Genetically engineered dendritic cells enhance the power of immunotherapy against lung cancer

Novel treatment not only slowed down tumor growth in mice, but also activated the immune system to recognize and attack cancer cells systemically
T cells
An illustration of T cells attacking cancer cells. Image credit: Shutterstock.

FINDINGS

A study by researchers at the UCLA Health Jonsson Comprehensive Cancer Center suggests that injecting engineered dendritic cells directly into cancerous lung tumors can help promote a stronger immune response, causing more T cells to become active and attack the cancer more effectively. When tested in mice with non-small cell lung cancer, the team discovered that combining this therapy with immune checkpoint blockade, a type of immunotherapy, made the treatment even more effective.

BACKGROUND

Immune checkpoint blockade has been revolutionary for treating patients with non-small cell lung cancer. However, the majority of patients with lung cancer do not benefit from the treatment, and many experience disease progression after an initial response. This can occur because the immune system doesn't recognize the tumor as a threat or the environment around the tumor suppresses the immune response. Scientists have found that certain molecules called chemokines, specifically CXCL9 and CXCL10, play a crucial role in attracting immune cells, particularly activated T cells, to the tumor site. When these molecules are present in high amounts, they can help the immune system fight cancer more effectively. 

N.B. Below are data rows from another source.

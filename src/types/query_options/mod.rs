//! 查询、更新与索引选项
//!
//! 排序键与索引键沿用 `"-field"` 表示降序的写法

use std::time::Duration;

use mongodb::bson::Document;

/// 查询选项，零值表示不应用
#[derive(Debug, Clone, Default, PartialEq, Eq)]
pub struct FindOptions {
    /// 跳过的文档数
    pub skip: u64,
    /// 返回的最大文档数
    pub limit: i64,
    /// 排序字段，`-` 前缀为降序
    pub sort: Vec<String>,
}

impl FindOptions {
    pub fn new() -> Self {
        Self::default()
    }

    /// 设置跳过数量
    pub fn skip(mut self, skip: u64) -> Self {
        self.skip = skip;
        self
    }

    /// 设置返回数量上限
    pub fn limit(mut self, limit: i64) -> Self {
        self.limit = limit;
        self
    }

    /// 追加排序字段
    pub fn sort<I, S>(mut self, fields: I) -> Self
    where
        I: IntoIterator<Item = S>,
        S: Into<String>,
    {
        self.sort.extend(fields.into_iter().map(Into::into));
        self
    }

    /// 排序文档，没有排序字段时为 None
    pub fn sort_document(&self) -> Option<Document> {
        if self.sort.is_empty() {
            None
        } else {
            Some(key_document(&self.sort))
        }
    }
}

/// 更新选项
#[derive(Debug, Clone, Copy, Default, PartialEq, Eq)]
pub struct UpdateOptions {
    /// 不存在时插入
    pub upsert: bool,
}

impl UpdateOptions {
    /// 启用 upsert 的选项
    pub fn upsert() -> Self {
        Self { upsert: true }
    }
}

/// 索引定义
#[derive(Debug, Clone, Default, PartialEq, Eq)]
pub struct IndexSpec {
    /// 索引字段，`-` 前缀为降序
    pub keys: Vec<String>,
    pub unique: bool,
    pub sparse: bool,
    pub background: bool,
    pub name: Option<String>,
    /// TTL
    pub expire_after: Option<Duration>,
}

impl IndexSpec {
    pub fn new<I, S>(keys: I) -> Self
    where
        I: IntoIterator<Item = S>,
        S: Into<String>,
    {
        Self {
            keys: keys.into_iter().map(Into::into).collect(),
            ..Default::default()
        }
    }

    pub fn unique(mut self) -> Self {
        self.unique = true;
        self
    }

    pub fn sparse(mut self) -> Self {
        self.sparse = true;
        self
    }

    pub fn background(mut self) -> Self {
        self.background = true;
        self
    }

    pub fn name<S: Into<String>>(mut self, name: S) -> Self {
        self.name = Some(name.into());
        self
    }

    pub fn expire_after(mut self, ttl: Duration) -> Self {
        self.expire_after = Some(ttl);
        self
    }

    /// 索引键文档
    pub fn key_document(&self) -> Document {
        key_document(&self.keys)
    }
}

/// 将 `["a", "-b"]` 转换为 `{a: 1, b: -1}`，保持字段顺序
pub fn key_document(fields: &[String]) -> Document {
    let mut doc = Document::new();
    for field in fields {
        match field.strip_prefix('-') {
            Some(name) => doc.insert(name, -1),
            None => doc.insert(field.trim_start_matches('+'), 1),
        };
    }
    doc
}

To help enhance the effectiveness of immune checkpoint blockade, the UCLA team explored an approach called in situ vaccination with gene modified dendritic cells, which involves injecting immune-stimulating, chemokine gene-engineered dendritic cells directly into the tumor, which can boost the body's immune response against cancer.

RESULTS

graphical abstract

In this study, scientists genetically modified dendritic cells to produce CXCL9 and CXCL10 to help increase T cell infiltration and activation within the tumor. They then injected the modified dendritic cells directly into the tumors in mouse models of non-small cell lung cancer. They found that this approach increased the number and activity of T cells in the tumor and slowed down tumor growth in these models, even in cases where tumors were resistant to standard immunotherapy. Additionally, they observed that this therapy helped to establish a long-lasting immune response against the cancer. Studies analyzing genetic data from lung cancer patients suggest that the CXCL9/10-DC therapy could be particularly beneficial for patients with certain genetic characteristics associated with resistance to standard-of-care immunotherapy.

IMPACT

The results of the UCLA study suggest that using CXCL9 and CXCL10-producing dendritic cells alongside immunotherapy can be a promising strategy to overcome treatment resistance and improve clinical outcomes for patients with non-small cell lung cancer.

JOURNAL

The study was published in Cell Reports Medicine.

AUTHORS

The study’s co-senior authors are Dr. Steven Dubinett, dean of the David Geffen School of Medicine at UCLA, and Dr. Bin Liu, adjunct professor in the division of pulmonary and critical care medicine. Both are members of the UCLA Health Jonsson Comprehensive Cancer Center and Dubinett is a member of the Eli and Edythe Broad Center of Regenerative Medicine and Stem Cell Research at UCLA. The study’s co-first authors are Dr. Raymond Lim, a former postdoctoral researcher at the David Geffen School of Medicine at UCLA, and Dr. Ramin Salehi-Rad, assistant clinical professor in the division of pulmonary and critical care medicine at UCLA. Other authors, all from UCLA, are Dr. Linh Tran, Dr. Michael Oh, Camelia Dumitras, William Crosson, Dr. Rui Li, Tejas Patel, Samantha Man, Cara Yean, Jensen Abascal, ZiLing Huang, Stephanie Ong and Dr. Kostyantyn Krysan.

FUNDING

The study was funded in part by the Tobacco-Related Disease Research Program predoctoral fellowship award, the Career Development Award-2 from the Department of Veterans Affairs, Biomedical Laboratory Research and Development Service, the National Heart, Lung, and Blood Institute, the UCLA Technology Development Group Innovation Fund and the Merit Review Research Funds from the Department of Veterans Affairs.